▸ Record extracts:

━━━━━━━━━━━━━━━━━━━━━━━━━━━━━━

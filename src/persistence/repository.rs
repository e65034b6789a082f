use std::collections::BTreeMap;

use serde::{Deserialize, Serialize};
use thiserror::Error;

use crate::content::ids::SlotId;
use crate::core::serialization::SaveSnapshot;

#[derive(Debug, Error)]
pub enum SaveError {
    #[error("sqlite error: {0}")]
    Sqlite(#[from] rusqlite::Error),
    #[error("save payload error: {0}")]
    Json(#[from] serde_json::Error),
    #[error("{0}")]
    InvalidData(String),
}

#[derive(Debug, Clone, PartialEq, Eq, Serialize, Deserialize)]
pub struct SaveSlot {
    pub slot: SlotId,
    /// Epoch milliseconds.
    pub saved_at: i64,
    pub snapshot: SaveSnapshot,
}

impl SaveSlot {
    pub fn discovered_clues(&self) -> usize {
        self.snapshot.discovered_clues()
    }
}

/// Storage for numbered save slots. Writing a slot replaces it entirely.
pub trait SaveRepository: Send + Sync {
    fn get(&self, slot: SlotId) -> Result<Option<SaveSlot>, SaveError>;
    fn put(&mut self, save: SaveSlot) -> Result<(), SaveError>;
    /// Returns whether a slot was removed.
    fn delete(&mut self, slot: SlotId) -> Result<bool, SaveError>;
    /// All occupied slots, ordered by slot number.
    fn list(&self) -> Result<Vec<SaveSlot>, SaveError>;
}

#[derive(Debug, Clone, Default)]
pub struct MemorySaveRepository {
    slots: BTreeMap<SlotId, SaveSlot>,
}

impl SaveRepository for MemorySaveRepository {
    fn get(&self, slot: SlotId) -> Result<Option<SaveSlot>, SaveError> {
        Ok(self.slots.get(&slot).cloned())
    }

    fn put(&mut self, save: SaveSlot) -> Result<(), SaveError> {
        self.slots.insert(save.slot, save);
        Ok(())
    }

    fn delete(&mut self, slot: SlotId) -> Result<bool, SaveError> {
        Ok(self.slots.remove(&slot).is_some())
    }

    fn list(&self) -> Result<Vec<SaveSlot>, SaveError> {
        Ok(self.slots.values().cloned().collect())
    }
}

#[cfg(test)]
mod tests {
    use super::*;
    use crate::content::catalog::CaseCatalog;
    use crate::content::locale::Language;
    use crate::simulation::state::CaseState;

    fn slot(slot: SlotId, saved_at: i64) -> SaveSlot {
        let catalog = CaseCatalog::builtin().unwrap();
        let state = CaseState::initial(&catalog, Language::Fr);
        SaveSlot {
            slot,
            saved_at,
            snapshot: SaveSnapshot::capture(&catalog, &state),
        }
    }

    #[test]
    fn put_overwrites_and_list_is_ordered() {
        let mut repo = MemorySaveRepository::default();
        repo.put(slot(3, 10)).unwrap();
        repo.put(slot(1, 20)).unwrap();
        repo.put(slot(3, 30)).unwrap();
        let listed: Vec<(SlotId, i64)> = repo
            .list()
            .unwrap()
            .iter()
            .map(|s| (s.slot, s.saved_at))
            .collect();
        assert_eq!(listed, vec![(1, 20), (3, 30)]);
    }

    #[test]
    fn deleting_an_empty_slot_is_not_an_error() {
        let mut repo = MemorySaveRepository::default();
        assert!(!repo.delete(2).unwrap());
        repo.put(slot(1, 10)).unwrap();
        repo.put(slot(3, 30)).unwrap();
        let before = repo.list().unwrap();
        assert!(!repo.delete(2).unwrap());
        assert_eq!(repo.list().unwrap(), before);

        repo.put(slot(2, 1)).unwrap();
        assert!(repo.delete(2).unwrap());
        assert!(repo.get(2).unwrap().is_none());
    }
}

━━━━━━━━━━━━━━━━━━━━━━━━━━━━━━

▸ Description of the task: Your response should be the count of lines in the material above that contain "catalog", with nothing added.

▸ Solution to this exercise: 4